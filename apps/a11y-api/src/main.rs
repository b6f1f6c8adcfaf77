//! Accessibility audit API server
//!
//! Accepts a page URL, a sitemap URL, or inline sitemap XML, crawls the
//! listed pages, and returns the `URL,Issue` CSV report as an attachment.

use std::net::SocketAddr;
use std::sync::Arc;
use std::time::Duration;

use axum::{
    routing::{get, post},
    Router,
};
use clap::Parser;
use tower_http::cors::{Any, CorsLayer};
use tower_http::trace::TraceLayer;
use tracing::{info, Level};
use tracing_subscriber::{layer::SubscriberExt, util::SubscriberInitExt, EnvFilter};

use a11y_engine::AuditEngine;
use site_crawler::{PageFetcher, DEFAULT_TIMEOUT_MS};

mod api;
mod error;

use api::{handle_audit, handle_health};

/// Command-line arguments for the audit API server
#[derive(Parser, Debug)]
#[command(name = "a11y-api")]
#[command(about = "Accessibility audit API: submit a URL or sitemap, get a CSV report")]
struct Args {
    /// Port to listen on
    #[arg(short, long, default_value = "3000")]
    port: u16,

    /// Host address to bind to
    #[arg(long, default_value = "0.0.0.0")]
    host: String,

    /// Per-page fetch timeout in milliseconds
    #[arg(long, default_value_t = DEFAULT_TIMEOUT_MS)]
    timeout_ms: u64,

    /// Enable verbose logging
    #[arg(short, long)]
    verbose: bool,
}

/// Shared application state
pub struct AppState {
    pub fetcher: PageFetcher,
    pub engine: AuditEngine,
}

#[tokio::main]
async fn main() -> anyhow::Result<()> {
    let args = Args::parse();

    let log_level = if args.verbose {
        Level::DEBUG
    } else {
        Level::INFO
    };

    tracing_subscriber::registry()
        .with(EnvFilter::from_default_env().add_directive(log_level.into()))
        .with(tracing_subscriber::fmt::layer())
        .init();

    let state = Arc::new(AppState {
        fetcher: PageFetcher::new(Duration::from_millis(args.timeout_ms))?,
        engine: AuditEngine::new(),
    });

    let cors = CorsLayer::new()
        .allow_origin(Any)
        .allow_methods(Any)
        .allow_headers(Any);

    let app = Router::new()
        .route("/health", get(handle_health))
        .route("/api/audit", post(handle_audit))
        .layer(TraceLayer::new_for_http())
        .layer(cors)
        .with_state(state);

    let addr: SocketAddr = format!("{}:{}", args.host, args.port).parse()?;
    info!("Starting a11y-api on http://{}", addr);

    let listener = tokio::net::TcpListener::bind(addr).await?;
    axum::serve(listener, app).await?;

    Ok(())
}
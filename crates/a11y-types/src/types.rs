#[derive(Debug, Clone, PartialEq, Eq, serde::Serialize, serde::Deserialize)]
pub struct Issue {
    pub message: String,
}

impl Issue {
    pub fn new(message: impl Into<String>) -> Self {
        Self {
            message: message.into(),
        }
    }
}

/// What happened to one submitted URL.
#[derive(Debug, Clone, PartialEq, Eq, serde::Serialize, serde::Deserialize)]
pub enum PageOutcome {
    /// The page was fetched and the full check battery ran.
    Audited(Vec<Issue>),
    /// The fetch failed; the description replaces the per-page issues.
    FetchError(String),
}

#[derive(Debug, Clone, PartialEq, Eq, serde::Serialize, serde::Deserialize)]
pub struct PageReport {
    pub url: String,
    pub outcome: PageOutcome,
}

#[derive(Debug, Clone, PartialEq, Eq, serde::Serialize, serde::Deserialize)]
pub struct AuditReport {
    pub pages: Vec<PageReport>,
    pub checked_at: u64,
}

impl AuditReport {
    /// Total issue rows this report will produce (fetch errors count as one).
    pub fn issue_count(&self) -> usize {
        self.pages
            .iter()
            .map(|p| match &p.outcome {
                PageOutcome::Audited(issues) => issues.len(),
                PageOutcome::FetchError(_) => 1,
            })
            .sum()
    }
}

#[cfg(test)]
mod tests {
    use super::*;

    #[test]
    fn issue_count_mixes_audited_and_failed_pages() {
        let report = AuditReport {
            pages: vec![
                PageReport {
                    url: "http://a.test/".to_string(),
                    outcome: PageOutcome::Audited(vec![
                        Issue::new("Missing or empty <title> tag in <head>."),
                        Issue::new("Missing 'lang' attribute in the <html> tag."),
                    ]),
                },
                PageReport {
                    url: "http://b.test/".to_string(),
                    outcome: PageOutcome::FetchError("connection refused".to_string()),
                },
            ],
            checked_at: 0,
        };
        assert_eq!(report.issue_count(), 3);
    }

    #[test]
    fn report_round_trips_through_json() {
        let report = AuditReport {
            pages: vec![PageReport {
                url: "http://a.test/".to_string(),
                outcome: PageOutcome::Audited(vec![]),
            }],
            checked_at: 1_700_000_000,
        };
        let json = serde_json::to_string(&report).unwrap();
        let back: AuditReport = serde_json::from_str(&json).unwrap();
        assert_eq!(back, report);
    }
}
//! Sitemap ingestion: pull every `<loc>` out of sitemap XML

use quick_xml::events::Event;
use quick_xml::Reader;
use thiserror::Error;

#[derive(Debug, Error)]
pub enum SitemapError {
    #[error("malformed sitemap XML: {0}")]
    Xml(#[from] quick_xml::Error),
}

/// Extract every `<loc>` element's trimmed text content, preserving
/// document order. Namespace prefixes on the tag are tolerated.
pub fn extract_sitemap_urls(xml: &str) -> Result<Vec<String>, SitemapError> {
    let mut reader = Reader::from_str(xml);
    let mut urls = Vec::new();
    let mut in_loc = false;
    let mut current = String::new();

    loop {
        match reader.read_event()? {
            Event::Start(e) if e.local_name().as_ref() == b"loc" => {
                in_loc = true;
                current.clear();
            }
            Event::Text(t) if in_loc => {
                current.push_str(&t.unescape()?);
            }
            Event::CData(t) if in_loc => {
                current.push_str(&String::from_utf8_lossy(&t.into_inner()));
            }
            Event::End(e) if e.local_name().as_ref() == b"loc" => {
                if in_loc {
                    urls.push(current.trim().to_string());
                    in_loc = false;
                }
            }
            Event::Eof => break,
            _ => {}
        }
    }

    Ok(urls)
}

################

• _Work item_
Print, from the entries above, the line with "in_loc = true;", the line with "urls.push(current.trim().to_string());" and all lines between them, exactly and with nothing else.

• _Solved problem_
                in_loc = true;
                current.clear();
            }
            Event::Text(t) if in_loc => {
                current.push_str(&t.unescape()?);
            }
            Event::CData(t) if in_loc => {
                current.push_str(&String::from_utf8_lossy(&t.into_inner()));
            }
            Event::End(e) if e.local_name().as_ref() == b"loc" => {
                if in_loc {
                    urls.push(current.trim().to_string());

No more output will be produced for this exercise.